use std::sync::Arc;

use flywheel_kv::{Kv, MemoryKvDriver, RocksDbKvDriver, WriteOp};

fn init_tracing() {
	let _ = tracing_subscriber::fmt()
		.with_env_filter("debug")
		.with_test_writer()
		.try_init();
}

fn memory_kv() -> Kv {
	Kv::new(Arc::new(MemoryKvDriver::new()))
}

fn rocksdb_kv(dir: &tempfile::TempDir) -> Kv {
	let driver = RocksDbKvDriver::open(dir.path().join("db")).unwrap();
	Kv::new(Arc::new(driver))
}

async fn roundtrip(kv: &Kv) {
	assert_eq!(kv.get(b"a").await.unwrap(), None);

	kv.put(b"a", b"1").await.unwrap();
	kv.put(b"b", b"2").await.unwrap();
	assert_eq!(kv.get(b"a").await.unwrap(), Some(b"1".to_vec()));

	kv.delete(b"a").await.unwrap();
	assert_eq!(kv.get(b"a").await.unwrap(), None);
	assert_eq!(kv.get(b"b").await.unwrap(), Some(b"2".to_vec()));
}

async fn prefix_scan_is_ordered(kv: &Kv) {
	// Inserted out of order on purpose
	kv.put(b"j/wf1/\x00\x00\x00\x00\x00\x00\x00\x02", b"two")
		.await
		.unwrap();
	kv.put(b"j/wf1/\x00\x00\x00\x00\x00\x00\x00\x00", b"zero")
		.await
		.unwrap();
	kv.put(b"j/wf1/\x00\x00\x00\x00\x00\x00\x00\x01", b"one")
		.await
		.unwrap();
	kv.put(b"j/wf2/\x00\x00\x00\x00\x00\x00\x00\x00", b"other")
		.await
		.unwrap();

	let entries = kv.scan(b"j/wf1/", None).await.unwrap();
	assert_eq!(entries.len(), 3);
	let values = entries
		.iter()
		.map(|e| e.value.clone())
		.collect::<Vec<_>>();
	assert_eq!(values, vec![b"zero".to_vec(), b"one".to_vec(), b"two".to_vec()]);

	let limited = kv.scan(b"j/wf1/", Some(2)).await.unwrap();
	assert_eq!(limited.len(), 2);
}

async fn range_scan_excludes_end(kv: &Kv) {
	for i in 0u8..10 {
		kv.put(&[b't', i], &[i]).await.unwrap();
	}

	let entries = kv.scan_range(&[b't', 2], &[b't', 5], None).await.unwrap();
	let keys = entries.iter().map(|e| e.key[1]).collect::<Vec<_>>();
	assert_eq!(keys, vec![2, 3, 4]);
}

async fn batch_applies_all_ops(kv: &Kv) {
	kv.put(b"victim", b"x").await.unwrap();

	kv.batch(vec![
		WriteOp::put(b"k1".to_vec(), b"v1".to_vec()),
		WriteOp::put(b"k2".to_vec(), b"v2".to_vec()),
		WriteOp::delete(b"victim".to_vec()),
	])
	.await
	.unwrap();

	assert_eq!(kv.get(b"k1").await.unwrap(), Some(b"v1".to_vec()));
	assert_eq!(kv.get(b"k2").await.unwrap(), Some(b"v2".to_vec()));
	assert_eq!(kv.get(b"victim").await.unwrap(), None);
}

async fn closed_store_rejects_ops(kv: &Kv) {
	kv.close().await.unwrap();
	assert!(kv.get(b"x").await.is_err());
	assert!(kv.put(b"x", b"y").await.is_err());
}

#[tokio::test]
async fn memory_driver() {
	init_tracing();

	let kv = memory_kv();
	roundtrip(&kv).await;
	prefix_scan_is_ordered(&kv).await;
	range_scan_excludes_end(&kv).await;
	batch_applies_all_ops(&kv).await;
	closed_store_rejects_ops(&kv).await;
}

#[tokio::test]
async fn rocksdb_driver() {
	init_tracing();

	let dir = tempfile::tempdir().unwrap();
	let kv = rocksdb_kv(&dir);
	roundtrip(&kv).await;
	prefix_scan_is_ordered(&kv).await;
	range_scan_excludes_end(&kv).await;
	batch_applies_all_ops(&kv).await;
	closed_store_rejects_ops(&kv).await;
}

#[tokio::test]
async fn rocksdb_persists_across_reopen() {
	init_tracing();

	let dir = tempfile::tempdir().unwrap();
	{
		let kv = rocksdb_kv(&dir);
		kv.put(b"persisted", b"yes").await.unwrap();
		kv.close().await.unwrap();
	}

	let kv = rocksdb_kv(&dir);
	assert_eq!(kv.get(b"persisted").await.unwrap(), Some(b"yes".to_vec()));
}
----
Exercise prompt
Set down the whole listing once more, precisely as written.

Expected answer
use std::sync::Arc;

use flywheel_kv::{Kv, MemoryKvDriver, RocksDbKvDriver, WriteOp};

fn init_tracing() {
	let _ = tracing_subscriber::fmt()
		.with_env_filter("debug")
		.with_test_writer()
		.try_init();
}

fn memory_kv() -> Kv {
	Kv::new(Arc::new(MemoryKvDriver::new()))
}

fn rocksdb_kv(dir: &tempfile::TempDir) -> Kv {
	let driver = RocksDbKvDriver::open(dir.path().join("db")).unwrap();
	Kv::new(Arc::new(driver))
}

async fn roundtrip(kv: &Kv) {
	assert_eq!(kv.get(b"a").await.unwrap(), None);

	kv.put(b"a", b"1").await.unwrap();
	kv.put(b"b", b"2").await.unwrap();
	assert_eq!(kv.get(b"a").await.unwrap(), Some(b"1".to_vec()));

	kv.delete(b"a").await.unwrap();
	assert_eq!(kv.get(b"a").await.unwrap(), None);
	assert_eq!(kv.get(b"b").await.unwrap(), Some(b"2".to_vec()));
}

async fn prefix_scan_is_ordered(kv: &Kv) {
	// Inserted out of order on purpose
	kv.put(b"j/wf1/\x00\x00\x00\x00\x00\x00\x00\x02", b"two")
		.await
		.unwrap();
	kv.put(b"j/wf1/\x00\x00\x00\x00\x00\x00\x00\x00", b"zero")
		.await
		.unwrap();
	kv.put(b"j/wf1/\x00\x00\x00\x00\x00\x00\x00\x01", b"one")
		.await
		.unwrap();
	kv.put(b"j/wf2/\x00\x00\x00\x00\x00\x00\x00\x00", b"other")
		.await
		.unwrap();

	let entries = kv.scan(b"j/wf1/", None).await.unwrap();
	assert_eq!(entries.len(), 3);
	let values = entries
		.iter()
		.map(|e| e.value.clone())
		.collect::<Vec<_>>();
	assert_eq!(values, vec![b"zero".to_vec(), b"one".to_vec(), b"two".to_vec()]);

	let limited = kv.scan(b"j/wf1/", Some(2)).await.unwrap();
	assert_eq!(limited.len(), 2);
}

async fn range_scan_excludes_end(kv: &Kv) {
	for i in 0u8..10 {
		kv.put(&[b't', i], &[i]).await.unwrap();
	}

	let entries = kv.scan_range(&[b't', 2], &[b't', 5], None).await.unwrap();
	let keys = entries.iter().map(|e| e.key[1]).collect::<Vec<_>>();
	assert_eq!(keys, vec![2, 3, 4]);
}

async fn batch_applies_all_ops(kv: &Kv) {
	kv.put(b"victim", b"x").await.unwrap();

	kv.batch(vec![
		WriteOp::put(b"k1".to_vec(), b"v1".to_vec()),
		WriteOp::put(b"k2".to_vec(), b"v2".to_vec()),
		WriteOp::delete(b"victim".to_vec()),
	])
	.await
	.unwrap();

	assert_eq!(kv.get(b"k1").await.unwrap(), Some(b"v1".to_vec()));
	assert_eq!(kv.get(b"k2").await.unwrap(), Some(b"v2".to_vec()));
	assert_eq!(kv.get(b"victim").await.unwrap(), None);
}

async fn closed_store_rejects_ops(kv: &Kv) {
	kv.close().await.unwrap();
	assert!(kv.get(b"x").await.is_err());
	assert!(kv.put(b"x", b"y").await.is_err());
}

#[tokio::test]
async fn memory_driver() {
	init_tracing();

	let kv = memory_kv();
	roundtrip(&kv).await;
	prefix_scan_is_ordered(&kv).await;
	range_scan_excludes_end(&kv).await;
	batch_applies_all_ops(&kv).await;
	closed_store_rejects_ops(&kv).await;
}

#[tokio::test]
async fn rocksdb_driver() {
	init_tracing();

	let dir = tempfile::tempdir().unwrap();
	let kv = rocksdb_kv(&dir);
	roundtrip(&kv).await;
	prefix_scan_is_ordered(&kv).await;
	range_scan_excludes_end(&kv).await;
	batch_applies_all_ops(&kv).await;
	closed_store_rejects_ops(&kv).await;
}

#[tokio::test]
async fn rocksdb_persists_across_reopen() {
	init_tracing();

	let dir = tempfile::tempdir().unwrap();
	{
		let kv = rocksdb_kv(&dir);
		kv.put(b"persisted", b"yes").await.unwrap();
		kv.close().await.unwrap();
	}

	let kv = rocksdb_kv(&dir);
	assert_eq!(kv.get(b"persisted").await.unwrap(), Some(b"yes".to_vec()));
}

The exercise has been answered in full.